# Assignment 1

**Handin**: *Friday*, March 11, 2022, 23:59<br>
The most important helper functions are copied from their original exercise sets but there are some you will have to copy by yourself. etc). Run the code so that the code produces outputs and plots. Once you're satisfied go ahead and upload it.

In [None]:
%matplotlib inline
import numpy as np
import random
import matplotlib.pylab as plt
from scipy.interpolate import interp1d

### Week 1

In [None]:
# Miscellaneous functions
def sigmoid(z):
    """The sigmoid function."""
    return 1 / (1 + np.exp(-z))

def sigmoid_prime(z):
    """Derivative of the sigmoid function."""
    return sigmoid(z) * (1 - sigmoid(z))

def step(z, threshold=0.5):
    if z > threshold:
        return 1
    return 0

# Feed forward neural network class
class Network(object):

    def __init__(self, sizes):
        """The list ``sizes`` contains the number of neurons in the
        respective layers of the network.  For example, if the list
        was [2, 3, 1] then it would be a three-layer network, with the
        first layer containing 2 neurons, the second layer 3 neurons,
        and the third layer 1 neuron.  The biases and weights for the
        network are initialized randomly, using a Gaussian
        distribution with mean 0, and variance 1.  Note that the first
        layer is assumed to be an input layer, and by convention we
        won't set any biases for those neurons, since biases are only
        ever used in computing the outputs from later layers."""
        
        self.num_layers = len(sizes)
        self.sizes = sizes
        
        # Q1: Print these out for a network of size `[2, 3, 1]`, and explain their structure and contents
        self.biases = [np.random.randn(y, 1) for y in sizes[1:]]
        self.weights = [np.random.randn(y, x) for x, y in zip(sizes[:-1], sizes[1:])]

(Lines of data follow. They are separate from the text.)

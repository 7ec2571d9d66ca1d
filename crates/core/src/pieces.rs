//! Pieces module - shape matrices and in-place rotation
//!
//! A shape is a small square matrix of cell values in the piece's local
//! frame: zero cells are "no block", non-zero cells all carry the kind's
//! color id. The matrix sizes are 2x2 (O), 3x3 (T, L, J, S, Z), and 4x4 (I);
//! the zero rows and columns inside a matrix are significant because the
//! rotation pivot and the kick-search bound both come from the matrix size,
//! not from the filled extent.

use gridfall_types::{Cell, PieceKind, RotationDir, BOARD_WIDTH};

/// Largest shape matrix edge (the I piece)
pub const MAX_SHAPE: usize = 4;

/// A piece's footprint in its own local coordinate frame
///
/// Backed by a fixed 4x4 array with a logical edge length `size`; cells
/// outside `size` are always zero. The one live `Shape` per active piece is
/// owned exclusively by the session, so in-place rotation needs no
/// synchronization or copying.
#[derive(Debug, Clone, Copy, PartialEq, Eq)]
pub struct Shape {
    cells: [[Cell; MAX_SHAPE]; MAX_SHAPE],
    size: usize,
}

impl Shape {
    /// Build the spawn-orientation shape for a piece kind
    ///
    /// The patterns are fixed data; each non-zero cell carries the kind's
    /// color id.
    pub fn of(kind: PieceKind) -> Self {
        let id = kind.color_id();
        match kind {
            PieceKind::T => Self::from_rows(&[
                [0, 0, 0],
                [id, id, id],
                [0, id, 0],
            ]),
            PieceKind::O => Self::from_rows(&[
                [id, id],
                [id, id],
            ]),
            PieceKind::L => Self::from_rows(&[
                [0, id, 0],
                [0, id, 0],
                [0, id, id],
            ]),
            PieceKind::J => Self::from_rows(&[
                [0, id, 0],
                [0, id, 0],
                [id, id, 0],
            ]),
            PieceKind::I => Self::from_rows(&[
                [0, id, 0, 0],
                [0, id, 0, 0],
                [0, id, 0, 0],
                [0, id, 0, 0],
            ]),
            PieceKind::S => Self::from_rows(&[
                [0, id, id],
                [id, id, 0],
                [0, 0, 0],
            ]),
            PieceKind::Z => Self::from_rows(&[
                [id, id, 0],
                [0, id, id],
                [0, 0, 0],
            ]),
        }
    }

    fn from_rows<const N: usize>(rows: &[[Cell; N]; N]) -> Self {
        let mut cells = [[0; MAX_SHAPE]; MAX_SHAPE];
        for (y, row) in rows.iter().enumerate() {
            cells[y][..N].copy_from_slice(row);
        }
        Self { cells, size: N }
    }

    /// Edge length of the shape matrix (2, 3, or 4)
    pub fn size(&self) -> usize {
        self.size
    }

    /// Cell value at local coordinates, zero outside the matrix
    pub fn get(&self, lx: usize, ly: usize) -> Cell {
        if lx < self.size && ly < self.size {
            self.cells[ly][lx]
        } else {
            0
        }
    }

    /// Iterate the non-zero cells as `(lx, ly, value)`
    pub fn filled_cells(&self) -> impl Iterator<Item = (usize, usize, Cell)> + '_ {
        let n = self.size;
        (0..n).flat_map(move |ly| {
            (0..n).filter_map(move |lx| {
                let v = self.cells[ly][lx];
                (v != 0).then_some((lx, ly, v))
            })
        })
    }

    /// Rotate the matrix 90° in place
    ///
    /// Transpose, then reverse each row (clockwise) or the row order
    /// (counter-clockwise). Four applications in the same direction restore
    /// the original matrix.
    pub fn rotate(&mut self, dir: RotationDir) {
        let n = self.size;
        for y in 0..n {
            for x in 0..y {
                let tmp = self.cells[y][x];
                self.cells[y][x] = self.cells[x][y];
                self.cells[x][y] = tmp;
            }
        }
        match dir {
            RotationDir::Cw => {
                for row in self.cells[..n].iter_mut() {
                    row[..n].reverse();
                }
            }
            RotationDir::Ccw => {
                self.cells[..n].reverse();
            }
        }
    }

    /// Spawn column for this shape: horizontally centered on the board
    ///
    /// Integer division on both terms, so a 3-wide shape on a 12-wide board
    /// spawns at column 5.
    pub fn spawn_x(&self) -> i8 {
        (BOARD_WIDTH as i8) / 2 - (self.size as i8) / 2
    }
}
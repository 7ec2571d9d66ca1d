//! End-to-end session behavior through the public API.

use gridfall::core::Game;
use gridfall::types::{Command, PieceKind, ALL_KINDS, DROP_INTERVAL_MS};

#[test]
fn every_kind_spawns_centered_at_the_top() {
    let mut game = Game::new(42);
    for kind in ALL_KINDS {
        game.reset_active_as(kind);
        let player = game.player();
        assert_eq!(player.kind, kind);
        assert_eq!(player.y, 0);
        assert_eq!(player.x, player.shape.spawn_x());
    }
}

#[test]
fn t_spawn_position_is_five_zero() {
    let mut game = Game::new(42);
    game.reset_active_as(PieceKind::T);
    assert_eq!((game.player().x, game.player().y), (5, 0));
}

#[test]
fn soft_drops_descend_then_lock_exactly_once() {
    let mut game = Game::new(42);
    game.reset_active_as(PieceKind::O);

    // Clear space below: every drop moves exactly one row and merges
    // nothing.
    let mut y = game.player().y;
    loop {
        game.apply(Command::SoftDrop);
        let now = game.player().y;
        if now == y + 1 {
            assert!(game.board().cells().iter().all(|&c| c == 0));
            y = now;
            continue;
        }
        // The lock: one merge (four cells), one respawn at the top.
        assert_eq!(now, 0);
        let locked = game.board().cells().iter().filter(|&&c| c != 0).count();
        assert_eq!(locked, 4);
        assert_eq!(game.drop_counter(), 0);
        break;
    }
    assert_eq!(y, 18, "an O rests with its top half on row 18");
}

#[test]
fn gravity_drops_once_per_interval() {
    let mut game = Game::new(42);
    let y0 = game.player().y;

    // Feed timestamps at a 100ms cadence.
    let mut now = 0;
    while game.player().y == y0 {
        now += 100;
        assert!(game.advance(now));
        assert!(now <= DROP_INTERVAL_MS + 100, "gravity never fired");
    }
    assert_eq!(game.player().y, y0 + 1);
    assert_eq!(game.drop_counter(), 0);
}

#[test]
fn pause_suspends_gravity_but_not_commands() {
    let mut game = Game::new(42);
    game.apply(Command::Pause);
    assert!(!game.is_playing());

    assert!(!game.advance(60_000));
    assert_eq!(game.player().y, 0);

    let x0 = game.player().x;
    game.apply(Command::MoveLeft);
    assert_eq!(game.player().x, x0 - 1);

    game.apply(Command::Start);
    assert!(game.is_playing());
}

#[test]
fn wall_blocked_moves_are_net_noops() {
    let mut game = Game::new(42);
    game.reset_active_as(PieceKind::O);

    for _ in 0..32 {
        game.apply(Command::MoveLeft);
    }
    let at_wall = game.player().x;
    game.apply(Command::MoveLeft);
    assert_eq!(game.player().x, at_wall);
}

#[test]
fn long_session_never_breaks_the_piece_invariants() {
    let mut game = Game::new(7);

    // Thousands of locks, several top-outs: the active piece must always
    // rest collision-free inside the horizontal bounds.
    for i in 0..5_000 {
        match i % 7 {
            0 => game.apply(Command::MoveLeft),
            1 => game.apply(Command::RotateCw),
            2 => game.apply(Command::MoveRight),
            3 => game.apply(Command::RotateCcw),
            _ => game.apply(Command::SoftDrop),
        }

        let player = game.player();
        let n = player.shape.size() as i8;
        assert!(player.x > -n && player.x < 12 + n);
        assert!(player.y >= 0 && player.y < 20 + n);
        assert!(!game.board().collides(&player.shape, player.x, player.y));
    }

    // Score only ever grows in steps of 10 and resets on top-out, so it
    // stays a multiple of 10 throughout.
    assert_eq!(game.score() % 10, 0);
}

    def feedforward(self, a):
        """Return the output of the network if ``a`` is input."""
        
        # Q2: What is `a`? How many iterations will this loop run? For a `sizes=[2, 3, 1]`
        # network, what is the shape of `a` at each iteration?
        for b, w in zip(self.biases, self.weights):
            a = sigmoid(np.dot(w, a) + b)
        return a
    
    
    # --------------------------------------------------------------------------- #
    # Don't worry too much about the code below. We will look into that next week #
    # --------------------------------------------------------------------------- #
    
    def SGD(self, training_data, epochs, mini_batch_size, eta, test_data=None, silent=False):
        """Train the neural network using mini-batch stochastic
        gradient descent.  The ``training_data`` is a list of tuples
        ``(x, y)`` representing the training inputs and the desired
        outputs.  ``epochs`` represents the number of training iterations
        over the training data.  ``eta`` is the learning rate.
        If ``test_data`` is provided then the
        network will be evaluated against the test data after each
        epoch, and partial progress printed out.  This is useful for
        tracking progress, but slows things down substantially."""
        
        n = len(training_data)
        if test_data:
            n_test = len(test_data)
        
        for j in range(epochs):
            random.shuffle(training_data)
            mini_batches = [
                training_data[k:k+mini_batch_size]
                for k in range(0, n, mini_batch_size)
            ]
            
            for mini_batch in mini_batches:
                self.update_mini_batch(mini_batch, eta)
            
            if not silent:
                if test_data:
                    print("Epoch {0}: {1} / {2}".format(j, self.evaluate(test_data), n_test))
                else:
                    print("Epoch {0} complete".format(j))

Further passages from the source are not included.